// rest_api/src/handlers.rs

use std::convert::Infallible;

use axum::{
    extract::{Path, Query, State},
    http::{header, StatusCode},
    response::{
        sse::{Event, KeepAlive, Sse},
        IntoResponse, Response,
    },
    Json,
};
use chrono::{NaiveDate, Utc};
use futures::stream::{self, Stream, StreamExt};
use hms_lib::dashboard::{self, PatientVisitSummary};
use hms_lib::filter::AppointmentFilter;
use hms_lib::notice::Notice;
use hms_lib::sync::{AppointmentView, SyncMode};
use models::medical::{
    Appointment, AppointmentStatus, AppointmentUpdate, Medicine, NewAppointment, NewPatient, PatientUpdate,
    PrescriptionPatient, PrescriptionRequest,
};
use models::{HospitalError, ValidationError};
use security::roles::{
    APPOINTMENTS_READ, APPOINTMENTS_WRITE, DASHBOARD_DOCTOR, DASHBOARD_RECEPTION, PATIENTS_READ, PATIENTS_WRITE,
    PRESCRIPTIONS_WRITE,
};
use security::{login_user, Session, UserLogin};
use serde::{Deserialize, Serialize};
use serde_json::{json, Value};
use tracing::{debug, info};

use crate::{AppState, AuthSession, RestApiError};

type ApiResult<T> = Result<T, RestApiError>;

fn allow(state: &AppState, session: &Session, permission: &str) -> ApiResult<()> {
    state.gate.authorize(session, permission).map_err(RestApiError::from)
}

fn parse_day(raw: Option<&str>) -> ApiResult<NaiveDate> {
    match raw.map(str::trim).filter(|s| !s.is_empty()) {
        None => Ok(Utc::now().date_naive()),
        Some(s) => NaiveDate::parse_from_str(s, "%Y-%m-%d")
            .map_err(|_| ValidationError::InvalidDateFormat(s.to_string()).into()),
    }
}

fn parse_status(raw: Option<&str>) -> ApiResult<Option<AppointmentStatus>> {
    match raw.map(str::trim).filter(|s| !s.is_empty() && *s != "all") {
        None => Ok(None),
        Some(s) => Ok(Some(s.parse::<AppointmentStatus>()?)),
    }
}

#[derive(Debug, Default, Deserialize)]
pub struct ListParams {
    pub date: Option<String>,
    pub status: Option<String>,
    pub q: Option<String>,
}

impl ListParams {
    fn filter(&self) -> ApiResult<AppointmentFilter> {
        Ok(AppointmentFilter::new(parse_status(self.status.as_deref())?, self.q.clone()))
    }
}

#[derive(Debug, Deserialize)]
pub struct SearchParams {
    #[serde(default)]
    pub q: String,
}

#[derive(Debug, Deserialize)]
pub struct DateParams {
    pub date: Option<String>,
}

pub async fn health() -> Json<Value> {
    Json(json!({
        "status": "ok",
        "message": "Hospital API is healthy",
    }))
}

pub async fn version() -> Json<Value> {
    Json(json!({ "version": env!("CARGO_PKG_VERSION") }))
}

pub async fn login(State(state): State<AppState>, Json(login): Json<UserLogin>) -> ApiResult<impl IntoResponse> {
    let response = login_user(&state.users, state.gate.tokens(), &login)
        .await
        .map_err(HospitalError::from)?;
    Ok(Json(response))
}

// --- patients ---

pub async fn list_patients(
    State(state): State<AppState>,
    AuthSession(session): AuthSession,
) -> ApiResult<impl IntoResponse> {
    allow(&state, &session, PATIENTS_READ)?;
    Ok(Json(state.desk.patients().list_patients().await?))
}

pub async fn search_patients(
    State(state): State<AppState>,
    AuthSession(session): AuthSession,
    Query(params): Query<SearchParams>,
) -> ApiResult<impl IntoResponse> {
    allow(&state, &session, PATIENTS_READ)?;
    Ok(Json(state.desk.patients().search_patients(&params.q).await?))
}

pub async fn create_patient(
    State(state): State<AppState>,
    AuthSession(session): AuthSession,
    Json(patient): Json<NewPatient>,
) -> ApiResult<impl IntoResponse> {
    allow(&state, &session, PATIENTS_WRITE)?;
    let registration = state.desk.register_patient(patient, &session.uid).await?;
    info!(patient_id = %registration.patient_id, by = %session.uid, "Patient registered");
    Ok((StatusCode::CREATED, Json(json!({ "id": registration.patient_id }))))
}

pub async fn get_patient(
    State(state): State<AppState>,
    AuthSession(session): AuthSession,
    Path(id): Path<String>,
) -> ApiResult<impl IntoResponse> {
    allow(&state, &session, PATIENTS_READ)?;
    Ok(Json(state.desk.patients().require_patient(&id).await?))
}

pub async fn update_patient(
    State(state): State<AppState>,
    AuthSession(session): AuthSession,
    Path(id): Path<String>,
    Json(update): Json<PatientUpdate>,
) -> ApiResult<StatusCode> {
    allow(&state, &session, PATIENTS_WRITE)?;
    state.desk.update_patient(&id, &update).await?;
    Ok(StatusCode::NO_CONTENT)
}

pub async fn delete_patient(
    State(state): State<AppState>,
    AuthSession(session): AuthSession,
    Path(id): Path<String>,
) -> ApiResult<StatusCode> {
    allow(&state, &session, PATIENTS_WRITE)?;
    state.desk.delete_patient(&id).await?;
    info!(patient_id = %id, by = %session.uid, "Patient deleted");
    Ok(StatusCode::NO_CONTENT)
}

pub async fn patient_appointments(
    State(state): State<AppState>,
    AuthSession(session): AuthSession,
    Path(id): Path<String>,
) -> ApiResult<impl IntoResponse> {
    allow(&state, &session, APPOINTMENTS_READ)?;
    Ok(Json(state.desk.appointments().by_patient(&id).await?))
}

// --- appointments ---

pub async fn list_appointments(
    State(state): State<AppState>,
    AuthSession(session): AuthSession,
    Query(params): Query<ListParams>,
) -> ApiResult<impl IntoResponse> {
    allow(&state, &session, APPOINTMENTS_READ)?;
    let filter = params.filter()?;
    let appointments = match params.date.as_deref() {
        Some(_) => state.desk.appointments().by_date(parse_day(params.date.as_deref())?).await?,
        None => state.desk.appointments().all().await?,
    };
    Ok(Json(filter.apply(&appointments)))
}

pub async fn book_appointment(
    State(state): State<AppState>,
    AuthSession(session): AuthSession,
    Json(booking): Json<NewAppointment>,
) -> ApiResult<impl IntoResponse> {
    allow(&state, &session, APPOINTMENTS_WRITE)?;
    let id = state.desk.book_appointment(booking).await?;
    Ok((StatusCode::CREATED, Json(json!({ "id": id }))))
}

pub async fn booked_slots(
    State(state): State<AppState>,
    AuthSession(session): AuthSession,
    Query(params): Query<DateParams>,
) -> ApiResult<impl IntoResponse> {
    allow(&state, &session, APPOINTMENTS_READ)?;
    let day = parse_day(params.date.as_deref())?;
    let slots = state.desk.appointments().booked_time_slots(day).await?;
    Ok(Json(json!({ "date": day, "bookedSlots": slots })))
}

pub async fn get_appointment(
    State(state): State<AppState>,
    AuthSession(session): AuthSession,
    Path(id): Path<String>,
) -> ApiResult<impl IntoResponse> {
    allow(&state, &session, APPOINTMENTS_READ)?;
    Ok(Json(state.desk.appointments().require_appointment(&id).await?))
}

pub async fn update_appointment(
    State(state): State<AppState>,
    AuthSession(session): AuthSession,
    Path(id): Path<String>,
    Json(update): Json<AppointmentUpdate>,
) -> ApiResult<StatusCode> {
    allow(&state, &session, APPOINTMENTS_WRITE)?;
    state.desk.appointments().update_appointment(&id, &update).await?;
    Ok(StatusCode::NO_CONTENT)
}

#[derive(Debug, Deserialize)]
pub struct StatusChange {
    pub status: String,
}

/// Any status may follow any other.
pub async fn update_appointment_status(
    State(state): State<AppState>,
    AuthSession(session): AuthSession,
    Path(id): Path<String>,
    Json(change): Json<StatusChange>,
) -> ApiResult<StatusCode> {
    allow(&state, &session, APPOINTMENTS_WRITE)?;
    let status: AppointmentStatus = change.status.parse()?;
    state.desk.appointments().update_status(&id, status).await?;
    debug!(appointment_id = %id, %status, "Appointment status changed");
    Ok(StatusCode::NO_CONTENT)
}

pub async fn delete_appointment(
    State(state): State<AppState>,
    AuthSession(session): AuthSession,
    Path(id): Path<String>,
) -> ApiResult<StatusCode> {
    allow(&state, &session, APPOINTMENTS_WRITE)?;
    state.desk.appointments().delete_appointment(&id).await?;
    Ok(StatusCode::NO_CONTENT)
}

// --- dashboards ---

pub async fn reception_dashboard(
    State(state): State<AppState>,
    AuthSession(session): AuthSession,
) -> ApiResult<impl IntoResponse> {
    allow(&state, &session, DASHBOARD_RECEPTION)?;
    let today = Utc::now().date_naive();
    Ok(Json(
        dashboard::reception_dashboard(state.desk.patients(), state.desk.appointments(), today).await,
    ))
}

pub async fn doctor_dashboard(
    State(state): State<AppState>,
    AuthSession(session): AuthSession,
) -> ApiResult<impl IntoResponse> {
    allow(&state, &session, DASHBOARD_DOCTOR)?;
    let today = Utc::now().date_naive();
    Ok(Json(
        dashboard::doctor_dashboard(state.desk.doctors(), state.desk.appointments(), &session.uid, today).await,
    ))
}

/// One rendering of a doctor's day list.
#[derive(Debug, Serialize)]
#[serde(rename_all = "camelCase")]
pub struct DayView {
    pub doctor_id: String,
    pub date: NaiveDate,
    pub mode: Option<SyncMode>,
    pub total: usize,
    pub appointments: Vec<Appointment>,
    pub notices: Vec<Notice>,
}

impl DayView {
    fn capture(view: &mut AppointmentView) -> Self {
        DayView {
            doctor_id: view.doctor_id().to_string(),
            date: view.day(),
            mode: view.mode(),
            total: view.appointments().len(),
            appointments: view.visible().to_vec(),
            notices: view.take_notices(),
        }
    }
}

async fn open_day_view(state: &AppState, session: &Session, params: &ListParams) -> ApiResult<AppointmentView> {
    let day = parse_day(params.date.as_deref())?;
    let filter = params.filter()?;
    let (_, doctor_id) = dashboard::resolve_doctor(state.desk.doctors(), &session.uid).await;
    let repo = state.desk.appointments().clone();
    Ok(AppointmentView::open(repo, doctor_id, day, filter, state.poll_interval).await)
}

pub async fn doctor_appointments(
    State(state): State<AppState>,
    AuthSession(session): AuthSession,
    Query(params): Query<ListParams>,
) -> ApiResult<impl IntoResponse> {
    allow(&state, &session, DASHBOARD_DOCTOR)?;
    let mut view = open_day_view(&state, &session, &params).await?;
    Ok(Json(DayView::capture(&mut view)))
}

/// Pushes the day list as `appointments` events: once on connect, then on
/// every change that alters what the doctor sees. The view, and with it the
/// store subscription, is released when the client disconnects.
pub async fn doctor_appointment_stream(
    State(state): State<AppState>,
    AuthSession(session): AuthSession,
    Query(params): Query<ListParams>,
) -> ApiResult<Sse<impl Stream<Item = Result<Event, Infallible>>>> {
    allow(&state, &session, DASHBOARD_DOCTOR)?;
    let mut view = open_day_view(&state, &session, &params).await?;
    info!(doctor_id = %view.doctor_id(), day = %view.day(), mode = ?view.mode(), "Day stream opened");

    let first = DayView::capture(&mut view);
    let last = first.appointments.clone();
    let updates = stream::unfold((view, last), |(mut view, mut last)| async move {
        loop {
            view.next_update().await;
            let snapshot = DayView::capture(&mut view);
            if snapshot.appointments != last || !snapshot.notices.is_empty() {
                last = snapshot.appointments.clone();
                return Some((snapshot, (view, last)));
            }
        }
    });

    let events = stream::once(async move { first }).chain(updates).map(|snapshot| Ok::<_, Infallible>(day_event(&snapshot)));
    Ok(Sse::new(events).keep_alive(KeepAlive::default()))
}

fn day_event(snapshot: &DayView) -> Event {
    match Event::default().event("appointments").json_data(snapshot) {
        Ok(event) => event,
        Err(e) => Event::default().event("error").data(e.to_string()),
    }
}

#[derive(Debug, Serialize)]
#[serde(rename_all = "camelCase")]
pub struct DoctorPatientView {
    pub patient: models::medical::Patient,
    pub appointments: Vec<Appointment>,
    pub summary: PatientVisitSummary,
}

pub async fn doctor_patient(
    State(state): State<AppState>,
    AuthSession(session): AuthSession,
    Path(id): Path<String>,
) -> ApiResult<impl IntoResponse> {
    allow(&state, &session, DASHBOARD_DOCTOR)?;
    let patient = state.desk.patients().require_patient(&id).await?;
    let appointments = state.desk.appointments().by_patient(&id).await?;
    let summary = PatientVisitSummary::from_appointments(&appointments, Utc::now());
    Ok(Json(DoctorPatientView { patient, appointments, summary }))
}

// --- prescriptions ---

#[derive(Debug, Deserialize)]
#[serde(rename_all = "camelCase")]
pub struct PrescriptionForm {
    pub patient_id: Option<String>,
    #[serde(default)]
    pub diagnosis: String,
    #[serde(default)]
    pub medicines: Vec<Medicine>,
    #[serde(default)]
    pub instructions: String,
    #[serde(default)]
    pub next_visit: Option<NaiveDate>,
    #[serde(default)]
    pub notes: Option<String>,
    /// Also keep a copy in the export directory.
    #[serde(default)]
    pub save: bool,
}

pub async fn export_prescription(
    State(state): State<AppState>,
    AuthSession(session): AuthSession,
    Json(form): Json<PrescriptionForm>,
) -> ApiResult<Response> {
    allow(&state, &session, PRESCRIPTIONS_WRITE)?;
    let (doctor, _) = dashboard::resolve_doctor(state.desk.doctors(), &session.uid).await;
    let patient = match form.patient_id.as_deref().filter(|id| !id.trim().is_empty()) {
        Some(id) => Some(PrescriptionPatient::from(&state.desk.patients().require_patient(id).await?)),
        None => None,
    };
    let request = PrescriptionRequest {
        doctor,
        patient,
        diagnosis: form.diagnosis,
        medicines: form.medicines,
        instructions: form.instructions,
        next_visit: form.next_visit,
        notes: form.notes,
    };
    let issued = Utc::now().date_naive();
    let exporter = state.exporter.clone();
    let save = form.save;

    let (file_name, bytes) = tokio::task::spawn_blocking(move || -> Result<(String, Vec<u8>), HospitalError> {
        let rendered = exporter.render(&request, issued)?;
        if save {
            let path = exporter.save(&rendered)?;
            info!("Prescription saved to {}", path.display());
        }
        Ok((rendered.file_name, rendered.bytes))
    })
    .await
    .map_err(HospitalError::from)??;

    let disposition = format!("attachment; filename=\"{}\"", file_name);
    Ok((
        [(header::CONTENT_TYPE, "application/pdf".to_string()), (header::CONTENT_DISPOSITION, disposition)],
        bytes,
    )
        .into_response())
}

**Description of the task**
How many lines in these entries contain the string "events"? State the number and nothing more.

**Worked solution**
3